When it came to success in track and field, the Bay didn’t mess around. They got very good, very quick. The Bay finished 6th at the 1934 Class B State Meet in their very first season. Sophomore Bob Burke became the first of what are now 98* Bay State individual or relay champions when he won the High Jump. He followed it up a week later by also winning at the Suburban Outdoor. Senior Myron Kasal got the Bay hurdles tradition off to a fine start by finishing fourth at State in the 120 Yard High Hurdles before then winning at the Suburban and breaking the conference record.
Bert Rietz, Chet Wangerin and Florin (Coach) Caulkett in 1940.
The Bay finished second at the State Meet in 1935 and 1936 before winning their first State championship in 1937. It would be awhile before they lost at the State Meet. 16 years. They finished second in 1953, their last year in Class B and damn it they should have won that one, too. Just about everything that could go wrong did.
1946 Hurdlers.
In several of those State Class B title years the Bay absolutely would have been competitive for the win if they had been in Class A. In the Class B years the Bay set a staggering four overall State records. They simply had a bunch of outstanding athletes.

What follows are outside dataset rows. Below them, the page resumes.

//! Configuration settings
//!
//! Settings are loaded from `omrsheet.toml`:
//!
//! ```toml
//! [assets]
//! child_template = "child_omr.jpg"
//! master_template = "master_omr.jpg"
//! logo = "logo.webp"
//!
//! [output]
//! archive_name = "Generated_OMRs.zip"
//! extension = "pdf"
//!
//! [render]
//! fonts = ["fonts/LiberationSans-Bold.ttf"]
//! font_family = ["Liberation Sans", "DejaVu Sans Mono"]
//! ```
//!
//! Asset paths are relative to the assets directory.

use std::fs;
use std::path::{Path, PathBuf};

use anyhow::{Context, Result};
use serde::{Deserialize, Serialize};

/// Default config file names, searched in the working directory
pub const CONFIG_CANDIDATES: [&str; 2] = ["omrsheet.toml", ".omrsheet.toml"];

/// Top-level settings structure
#[derive(Debug, Clone, PartialEq, Serialize, Deserialize, Default)]
#[serde(default)]
pub struct Settings {
    /// Static asset locations
    pub assets: AssetSettings,
    /// Output naming
    pub output: OutputSettings,
    /// Text rendering
    pub render: RenderSettings,
}

impl Settings {
    /// Parse settings from a TOML string
    pub fn from_toml_str(toml_str: &str) -> Result<Self, toml::de::Error> {
        toml::from_str(toml_str)
    }
}

/// Template and logo files
#[derive(Debug, Clone, PartialEq, Serialize, Deserialize)]
#[serde(default)]
pub struct AssetSettings {
    /// Background for classes 1 to 3
    pub child_template: PathBuf,
    /// Background for every other class
    pub master_template: PathBuf,
    /// Branding image, optional
    pub logo: Option<PathBuf>,
}

impl Default for AssetSettings {
    fn default() -> Self {
        Self {
            child_template: PathBuf::from("child_omr.jpg"),
            master_template: PathBuf::from("master_omr.jpg"),
            logo: Some(PathBuf::from("logo.webp")),
        }
    }
}

impl AssetSettings {
    /// Resolve an asset path against the assets directory
    pub fn resolve(&self, assets_dir: &Path, path: &Path) -> PathBuf {
        if path.is_absolute() {
            path.to_path_buf()
        } else {
            assets_dir.join(path)
        }
    }
}

/// Output archive settings
#[derive(Debug, Clone, PartialEq, Serialize, Deserialize)]
#[serde(default)]
pub struct OutputSettings {
    /// Default archive file name
    pub archive_name: String,
    /// Extension of each sheet document
    pub extension: String,
}

impl Default for OutputSettings {
    fn default() -> Self {
        Self {
            archive_name: "Generated_OMRs.zip".to_string(),
            extension: "pdf".to_string(),
        }
    }
}

/// Font settings for sheet text
#[derive(Debug, Clone, PartialEq, Serialize, Deserialize)]
#[serde(default)]
pub struct RenderSettings {
    /// Font files loaded into the renderer, ahead of the bundled fonts
    pub fonts: Vec<PathBuf>,
    /// Family preference, first available wins
    pub font_family: Vec<String>,
}

impl Default for RenderSettings {
    fn default() -> Self {
        Self {
            fonts: Vec::new(),
            font_family: omrsheet_pdf::default_font_family(),
        }
    }
}

/// Load settings from an explicit path, or the first default file found
pub fn load_settings(config_path: Option<&Path>) -> Result<Settings> {
    match config_path {
        Some(path) => {
            if !path.exists() {
                anyhow::bail!("Config file not found: {}", path.display());
            }
            let content = fs::read_to_string(path)
                .with_context(|| format!("Failed to read config: {}", path.display()))?;
            Settings::from_toml_str(&content)
                .with_context(|| format!("Failed to parse config: {}", path.display()))
        }
        None => {
            for candidate in CONFIG_CANDIDATES {
                let path = Path::new(candidate);
                if path.exists() {
                    let content = fs::read_to_string(path)
                        .with_context(|| format!("Failed to read config: {}", candidate))?;
                    return Settings::from_toml_str(&content)
                        .with_context(|| format!("Failed to parse config: {}", candidate));
                }
            }
            Ok(Settings::default())
        }
    }
}

#[cfg(test)]
mod tests {
    use super::*;

    #[test]
    fn test_defaults() {
        let settings = Settings::default();
        assert_eq!(settings.assets.child_template, PathBuf::from("child_omr.jpg"));
        assert_eq!(settings.output.archive_name, "Generated_OMRs.zip");
        assert_eq!(settings.output.extension, "pdf");
        assert!(settings.render.fonts.is_empty());
        assert_eq!(settings.render.font_family, ["DejaVu Sans Mono"]);
    }

    #[test]
    fn test_partial_toml() {
        let settings = Settings::from_toml_str(
            r#"
[assets]
master_template = "sheets/master.png"

[output]
extension = "PDF"
"#,
        )
        .unwrap();

        assert_eq!(settings.assets.master_template, PathBuf::from("sheets/master.png"));
        assert_eq!(settings.assets.child_template, PathBuf::from("child_omr.jpg"));
        assert_eq!(settings.output.extension, "PDF");
        assert_eq!(settings.output.archive_name, "Generated_OMRs.zip");
    }

    #[test]
    fn test_invalid_toml() {
        assert!(Settings::from_toml_str("[assets\nchild_template = 3").is_err());
    }

    #[test]
    fn test_resolve_asset_path() {
        let assets = AssetSettings::default();
        assert_eq!(
            assets.resolve(Path::new("static"), &assets.child_template),
            PathBuf::from("static/child_omr.jpg")
        );
    }

    #[test]
    fn test_load_settings_explicit_missing() {
        assert!(load_settings(Some(Path::new("/nonexistent/omrsheet.toml"))).is_err());
    }

    #[test]
    fn test_load_settings_from_file() {
        let dir = tempfile::tempdir().unwrap();
        let path = dir.path().join("omrsheet.toml");
        fs::write(&path, "[output]\narchive_name = \"sheets.zip\"\n").unwrap();

        let settings = load_settings(Some(&path)).unwrap();
        assert_eq!(settings.output.archive_name, "sheets.zip");
    }
}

Getting ready to leave for Wisconsin Rapids in 1954.
The Bay was immediately competitive at the state level after the bump to Class A in 1954 and would remain that way for the rest of its life in the Suburban Conference. In the 24 years from 1954 through the end of the Zamzow era in 1977, the Bay won two State team titles, had five runner-up finishes**, 13 overall team top-tens, 16 State champions and set six State records.
1956 Sprinters.
It took slightly longer for the Bay to start dominating Suburban Conference track and field. And dominate it did. In the 40 total Suburban Indoor (4), Relays (18) and Outdoor (18) championships held from 1940 to the last year of the Wangerin-Caulkett coaching era in 1957, the Bay won a stunning 32. They pitched a shutout at the Suburban Outdoor for the decade of the 1950’s. And it didn’t fall off all that much after that. In Bill Cross’s seven years as head coach from 1958 to 1964, the Bay won 11 of 21. In Earl Zamzow’s 13 years at the helm from 1965 to 1977, the Bay won 15 of 39. Those are ridiculous numbers.
1957 Distance Crew.
It became a challenge to write new headlines.
1970 State Meet Participants.
* The WIAA website says that there are 96 Bay individual and relays State champions. The WIAA website is wrong. It’s 98.
** It would be three State titles and four runner-up’s if the WIAA had displayed even an ounce of integrity, competence, sense of fair play or basic common sense during its absurd, pathetic, reprehensible and negligent administration of the 1959 State Meet.